Removal requested: 1 waiting, 0 failed, 113 skipped, 0 finished

eu-north-1 - CloudWatchLogsLogGroup - /aws/eks/runner-main-pri/cluster - [CreatedTime: "1727419532008", LastEvent: "2024-09-27T06:45:43Z", logGroupName: "/aws/eks/runner-main-pri/cluster"] - removed

Removal requested: 0 waiting, 0 failed, 113 skipped, 1 finished

Nuke complete: 0 failed, 113 skipped, 1 finished.

The text was updated successfully, but these errors were encountered:

ekristen · 2024-09-27T12:03:11Z

Just so I understand, it does delete it but it tends to delete it and it comes back simply due to the order in which deletions happen and how long it takes for things like clusters to get removed?

martivo · 2024-09-28T16:45:48Z

I don't think it comes back.

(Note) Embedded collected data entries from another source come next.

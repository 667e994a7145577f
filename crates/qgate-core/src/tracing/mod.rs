//! Observability for qgate.
//! `tracing` crate with `EnvFilter`, per-crate log levels, output on stderr.

pub mod setup;

pub use setup::init_tracing;
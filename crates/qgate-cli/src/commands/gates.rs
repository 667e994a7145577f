use clap::Args;
use qgate_analysis::enforcement::gates::GateEvaluator;
use qgate_core::config::CliOverrides;
use qgate_core::errors::PipelineError;

use super::common::{emit, CommonArgs};

#[derive(Args, Debug, Clone)]
pub struct GatesArgs {
    #[command(flatten)]
    pub common: CommonArgs,

    /// Print JSON instead of a list
    #[arg(long)]
    pub json: bool,
}

pub fn run(args: GatesArgs) -> Result<u8, PipelineError> {
    let config = args.common.load_config(CliOverrides::default())?;
    let evaluator = GateEvaluator::from_config(&config)?;

    let text = if args.json {
        let value = serde_json::json!({
            "fail_on": evaluator.fail_on(),
            "report": config.report.resolve_path(&args.common.root),
            "gates": evaluator.gates(),
        });
        let mut s = serde_json::to_string_pretty(&value).map_err(|e| PipelineError::Render {
            format: "json".to_string(),
            message: e.to_string(),
        })?;
        s.push('\n');
        s
    } else {
        let mut out = format!(
            "Report:  {}\nFail on: {}\n\n",
            config.report.resolve_path(&args.common.root).display(),
            evaluator.fail_on()
        );
        for gate in evaluator.gates() {
            let target = gate.dimension.as_deref().unwrap_or("overall");
            let kind = if gate.critical { "critical" } else { "advisory" };
            out.push_str(&format!(
                "  {} [{}] >= {} ({})\n",
                gate.name, target, gate.threshold, kind
            ));
        }
        out
    };
    emit(&text, None)?;
    Ok(0)
}
//! Analysis report errors.

use super::error_code::{self, QgateErrorCode};

/// Errors that can occur while reading or validating an analysis report.
#[derive(Debug, thiserror::Error)]
pub enum ReportError {
    #[error("Analysis report not found: {path}")]
    NotFound { path: String },

    #[error("I/O error reading {path}: {source}")]
    Io {
        path: String,
        #[source]
        source: std::io::Error,
    },

    #[error("Malformed analysis report {path}: {message}")]
    Parse { path: String, message: String },

    #[error("Malformed analysis report: record #{index}{} is missing `{field}`", describe_file(.file))]
    MissingField {
        index: usize,
        file: Option<String>,
        field: &'static str,
    },

    #[error("Malformed analysis report: record #{index}{} has {field} = {value}, expected 0-100", describe_file(.file))]
    ScoreOutOfRange {
        index: usize,
        file: Option<String>,
        field: String,
        value: f64,
    },

    #[error("Malformed analysis report: record #{index}{} has a result with a blank dimension", describe_file(.file))]
    BlankDimension { index: usize, file: Option<String> },

    #[error("Analysis report contains no file records")]
    Empty,
}

fn describe_file(file: &Option<String>) -> String {
    match file {
        Some(f) => format!(" ({f})"),
        None => String::new(),
    }
}

impl QgateErrorCode for ReportError {
    fn error_code(&self) -> &'static str {
        match self {
            Self::NotFound { .. } => error_code::REPORT_NOT_FOUND,
            Self::Io { .. } => error_code::REPORT_IO,
            _ => error_code::REPORT_MALFORMED,
        }
    }
}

It seems like it never trigers the remove or when it was trigering the remove - it is still bein used and the remove fails.
In the attatched log you can also see that it will stay waiting forever for the resource to be deleted.

eu-north-1 - CloudWatchLogsLogGroup - /aws/eks/runner-main-pri/cluster - [CreatedTime: "1727413603921", LastEvent: "2024-09-27T06:38:09Z", logGroupName: "/aws/eks/runner-main-pri/cluster", tag:Name: "/aws/eks/runner-main-pri/cluster", tag:Prefix: "runner-main", tag:Terraform: "true", tag:Workspace: "pri"] - waiting

Removal requested: 1 waiting, 0 failed, 113 skipped, 305 finished

This message is repeated until aws-nuke gives up.
When I start the program again it will find the same CloudWatchLogsLogGroup resource and delete it successfully immediately.
EKS cluster removal usually takes around 5-15minutes - so quite some time. EKS uses the CloudWatchLogsLogGroup resource so the LogGroup can not be delted before EKS itself is removed. It seems to me that the nuke program does not even try to remove the LogGroup...seems to just wait for it to be removed. If there would be a way to triger the remove of the LogGroup only after the EKS is deleted I am sure it would fix the issue.

ekristen · 2024-09-28T18:06:53Z

Do you ever see a trigger remove?

martivo · 2024-09-29T13:42:36Z

Yes:

eu-north-1 - CloudWatchLogsLogGroup - /aws/eks/runner-main-pri/cluster - [CreatedTime: "1727413603921", LastEvent: "2024-09-27T06:38:09Z", logGroupName: "/aws/eks/runner-main-pri/cluster", tag:Name: "/aws/eks/runner-main-pri/cluster", tag:Prefix: "runner-main", tag:Terraform: "true", tag:Workspace: "pri"] - triggered remove

Also I found that EKS removal was triggered after the CloudWatchLogsLogGroup trigger (here you can see the LogGroup was already in waiting status)

eu-north-1 - CloudWatchLogsLogGroup - /aws/eks/runner-main-pri/cluster - [CreatedTime: "1727413603921", LastEvent: "2024-09-27T06:38:09Z", logGroupName: "/aws/eks/runner-main-pri/cluster", tag:Name: "/aws/eks/runner-main-pri/cluster", tag:Prefix: "runner-main", tag:Terraform: "true", tag:Workspace: "pri"] - waiting
eu-north-1 - EKSCluster - runner-main-pri - [CreatedAt: "2024-09-27T05:07:01Z", tag:Prefix: "runner-main", tag:Terraform: "true", tag:Workspace: "pri"] - triggered remove

ekristen · 2024-09-29T23:30:40Z

What is happening is it is getting deleted, but gets recreated by the cluster before the tool detects it is gone, so it's waiting for a removal that's already technically happened.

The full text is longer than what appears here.